§ **ACTIVITY**: Look through the material below, count the lines containing the word "serde", and state only the count.

§ **EXTRACTED RECORDS**:
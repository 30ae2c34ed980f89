use std::fmt;
use std::str::FromStr;

use carry_core::{FileId, TextEdit, TextRange};
use carry_java::{SymbolModel, TypeName, Visibility};
use serde::{Deserialize, Serialize};
use thiserror::Error;

/// Access policy applied to fields the refactoring injects.
#[derive(Clone, Copy, Debug, Default, PartialEq, Eq, Hash, Serialize, Deserialize)]
#[serde(rename_all = "kebab-case")]
pub enum FieldVisibility {
    #[default]
    #[serde(alias = "private final", alias = "private_final")]
    PrivateFinal,
    Private,
    #[serde(alias = "public final", alias = "public_final")]
    PublicFinal,
    Public,
}

impl FieldVisibility {
    pub const ALL: [FieldVisibility; 4] = [
        FieldVisibility::PrivateFinal,
        FieldVisibility::Private,
        FieldVisibility::PublicFinal,
        FieldVisibility::Public,
    ];

    /// Modifier text written in front of an injected field declaration.
    pub fn modifiers(self) -> &'static str {
        match self {
            FieldVisibility::PrivateFinal => "private final",
            FieldVisibility::Private => "private",
            FieldVisibility::PublicFinal => "public final",
            FieldVisibility::Public => "public",
        }
    }

    pub fn visibility(self) -> Visibility {
        match self {
            FieldVisibility::PrivateFinal | FieldVisibility::Private => Visibility::Private,
            FieldVisibility::PublicFinal | FieldVisibility::Public => Visibility::Public,
        }
    }

    pub fn is_final(self) -> bool {
        matches!(
            self,
            FieldVisibility::PrivateFinal | FieldVisibility::PublicFinal
        )
    }

    fn as_str(self) -> &'static str {
        match self {
            FieldVisibility::PrivateFinal => "private-final",
            FieldVisibility::Private => "private",
            FieldVisibility::PublicFinal => "public-final",
            FieldVisibility::Public => "public",
        }
    }
}

impl fmt::Display for FieldVisibility {
    fn fmt(&self, f: &mut fmt::Formatter<'_>) -> fmt::Result {
        f.write_str(self.as_str())
    }
}

#[derive(Debug, Error, Clone, PartialEq, Eq)]
#[error("unknown field visibility '{0}' (expected private-final, private, public-final or public)")]
pub struct ParseFieldVisibilityError(pub String);

impl FromStr for FieldVisibility {
    type Err = ParseFieldVisibilityError;

    fn from_str(s: &str) -> Result<Self, Self::Err> {
        let normalized: String = s
            .trim()
            .to_ascii_lowercase()
            .split(|c: char| c == '-' || c == '_' || c.is_whitespace())
            .filter(|part| !part.is_empty())
            .collect::<Vec<_>>()
            .join("-");
        FieldVisibility::ALL
            .into_iter()
            .find(|v| v.as_str() == normalized)
            .ok_or_else(|| ParseFieldVisibilityError(s.to_string()))
    }
}

fn top_level(model: &dyn SymbolModel, ty: &TypeName) -> TypeName {
    let mut current = ty.clone();
    while let Some(outer) = model.type_decl(&current).and_then(|d| d.outer.clone()) {
        current = outer;
    }
    current
}

/// Least visibility a member declared on `owner` needs so code in `from` can call it.
pub fn required_visibility(
    model: &dyn SymbolModel,
    from: &TypeName,
    owner: &TypeName,
) -> Visibility {
    if top_level(model, from) == top_level(model, owner) {
        return Visibility::Private;
    }
    let package = |ty: &TypeName| model.type_decl(ty).map(|d| d.package.clone());
    match (package(from), package(owner)) {
        (Some(a), Some(b)) if a == b => Visibility::Package,
        _ => Visibility::Public,
    }
}

/// Edit turning the access modifier of a declaration into `to`.
///
/// `visibility_range` is the current keyword (absent for package-private) and
/// `modifiers_start` the offset where a new keyword goes. Returns `None` when nothing changes.
pub(crate) fn modifier_edit(
    file: &FileId,
    text: &str,
    visibility_range: Option<TextRange>,
    modifiers_start: usize,
    to: Visibility,
) -> Option<TextEdit> {
    match (visibility_range, to.keyword()) {
        (Some(range), Some(keyword)) => {
            (range.slice(text) != keyword).then(|| TextEdit::replace(file.clone(), range, keyword))
        }
        (Some(range), None) => {
            let trailing = text[range.end..].len() - text[range.end..].trim_start().len();
            Some(TextEdit::delete(
                file.clone(),
                TextRange::new(range.start, range.end + trailing),
            ))
        }
        (None, Some(keyword)) => Some(TextEdit::insert(
            file.clone(),
            modifiers_start,
            format!("{keyword} "),
        )),
        (None, None) => None,
    }
}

§ **ANSWER BOX**: 4